• _WHAT YOU ARE ASKED TO DO_
Type out each entry exactly.

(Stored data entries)
□ □ □ □ □
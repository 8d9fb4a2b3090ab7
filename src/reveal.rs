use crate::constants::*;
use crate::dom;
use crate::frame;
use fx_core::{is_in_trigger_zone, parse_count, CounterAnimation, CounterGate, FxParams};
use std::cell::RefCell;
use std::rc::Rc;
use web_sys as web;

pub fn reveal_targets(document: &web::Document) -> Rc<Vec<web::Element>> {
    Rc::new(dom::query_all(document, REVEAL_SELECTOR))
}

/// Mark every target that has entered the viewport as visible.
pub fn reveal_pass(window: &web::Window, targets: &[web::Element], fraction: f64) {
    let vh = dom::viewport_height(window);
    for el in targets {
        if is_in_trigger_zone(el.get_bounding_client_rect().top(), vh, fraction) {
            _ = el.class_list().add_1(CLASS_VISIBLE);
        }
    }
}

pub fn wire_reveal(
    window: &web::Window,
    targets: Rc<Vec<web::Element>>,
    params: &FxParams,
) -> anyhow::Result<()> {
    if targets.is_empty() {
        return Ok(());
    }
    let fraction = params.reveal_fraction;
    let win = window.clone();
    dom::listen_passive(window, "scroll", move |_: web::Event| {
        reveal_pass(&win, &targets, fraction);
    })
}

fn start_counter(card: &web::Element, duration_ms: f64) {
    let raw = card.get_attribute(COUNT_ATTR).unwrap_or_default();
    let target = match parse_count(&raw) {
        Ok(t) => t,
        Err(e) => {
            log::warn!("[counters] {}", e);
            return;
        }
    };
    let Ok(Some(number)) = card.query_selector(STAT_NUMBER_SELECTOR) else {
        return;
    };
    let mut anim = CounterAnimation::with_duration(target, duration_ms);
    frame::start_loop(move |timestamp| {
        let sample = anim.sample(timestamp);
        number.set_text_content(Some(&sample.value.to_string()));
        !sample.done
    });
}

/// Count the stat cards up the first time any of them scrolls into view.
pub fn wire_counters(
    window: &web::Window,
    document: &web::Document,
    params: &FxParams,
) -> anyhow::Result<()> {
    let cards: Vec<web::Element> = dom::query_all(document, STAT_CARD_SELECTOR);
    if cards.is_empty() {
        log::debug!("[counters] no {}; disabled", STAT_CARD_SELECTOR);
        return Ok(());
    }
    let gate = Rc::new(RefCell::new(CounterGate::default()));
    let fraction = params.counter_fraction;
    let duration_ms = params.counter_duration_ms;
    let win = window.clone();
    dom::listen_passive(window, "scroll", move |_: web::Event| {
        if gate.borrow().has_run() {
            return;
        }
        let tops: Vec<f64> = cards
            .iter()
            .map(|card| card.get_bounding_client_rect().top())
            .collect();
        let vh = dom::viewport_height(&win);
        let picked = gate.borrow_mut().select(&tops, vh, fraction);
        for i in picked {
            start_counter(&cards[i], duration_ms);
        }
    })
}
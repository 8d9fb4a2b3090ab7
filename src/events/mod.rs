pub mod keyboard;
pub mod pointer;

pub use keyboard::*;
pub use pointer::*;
□ □ □ □ □
• _RESULT FOR THIS EXERCISE_
repository 8d9fb4a2b3090ab7
filename src/reveal.rs
use crate::constants::*;
use crate::dom;
use crate::frame;
use fx_core::{is_in_trigger_zone, parse_count, CounterAnimation, CounterGate, FxParams};
use std::cell::RefCell;
use std::rc::Rc;
use web_sys as web;

pub fn reveal_targets(document: &web::Document) -> Rc<Vec<web::Element>> {
    Rc::new(dom::query_all(document, REVEAL_SELECTOR))
}

/// Mark every target that has entered the viewport as visible.
pub fn reveal_pass(window: &web::Window, targets: &[web::Element], fraction: f64) {
    let vh = dom::viewport_height(window);
    for el in targets {
        if is_in_trigger_zone(el.get_bounding_client_rect().top(), vh, fraction) {
            _ = el.class_list().add_1(CLASS_VISIBLE);
        }
    }
}

pub fn wire_reveal(
    window: &web::Window,
    targets: Rc<Vec<web::Element>>,
    params: &FxParams,
) -> anyhow::Result<()> {
    if targets.is_empty() {
        return Ok(());
    }
    let fraction = params.reveal_fraction;
    let win = window.clone();
    dom::listen_passive(window, "scroll", move |_: web::Event| {
        reveal_pass(&win, &targets, fraction);
    })
}

fn start_counter(card: &web::Element, duration_ms: f64) {
    let raw = card.get_attribute(COUNT_ATTR).unwrap_or_default();
    let target = match parse_count(&raw) {
        Ok(t) => t,
        Err(e) => {
            log::warn!("[counters] {}", e);
            return;
        }
    };
    let Ok(Some(number)) = card.query_selector(STAT_NUMBER_SELECTOR) else {
        return;
    };
    let mut anim = CounterAnimation::with_duration(target, duration_ms);
    frame::start_loop(move |timestamp| {
        let sample = anim.sample(timestamp);
        number.set_text_content(Some(&sample.value.to_string()));
        !sample.done
    });
}

/// Count the stat cards up the first time any of them scrolls into view.
pub fn wire_counters(
    window: &web::Window,
    document: &web::Document,
    params: &FxParams,
) -> anyhow::Result<()> {
    let cards: Vec<web::Element> = dom::query_all(document, STAT_CARD_SELECTOR);
    if cards.is_empty() {
        log::debug!("[counters] no {}; disabled", STAT_CARD_SELECTOR);
        return Ok(());
    }
    let gate = Rc::new(RefCell::new(CounterGate::default()));
    let fraction = params.counter_fraction;
    let duration_ms = params.counter_duration_ms;
    let win = window.clone();
    dom::listen_passive(window, "scroll", move |_: web::Event| {
        if gate.borrow().has_run() {
            return;
        }
        let tops: Vec<f64> = cards
            .iter()
            .map(|card| card.get_bounding_client_rect().top())
            .collect();
        let vh = dom::viewport_height(&win);
        let picked = gate.borrow_mut().select(&tops, vh, fraction);
        for i in picked {
            start_counter(&cards[i], duration_ms);
        }
    })
}
repository 8d9fb4a2b3090ab7
filename src/events/mod.rs
pub mod keyboard;
pub mod pointer;

pub use keyboard::*;
pub use pointer::*;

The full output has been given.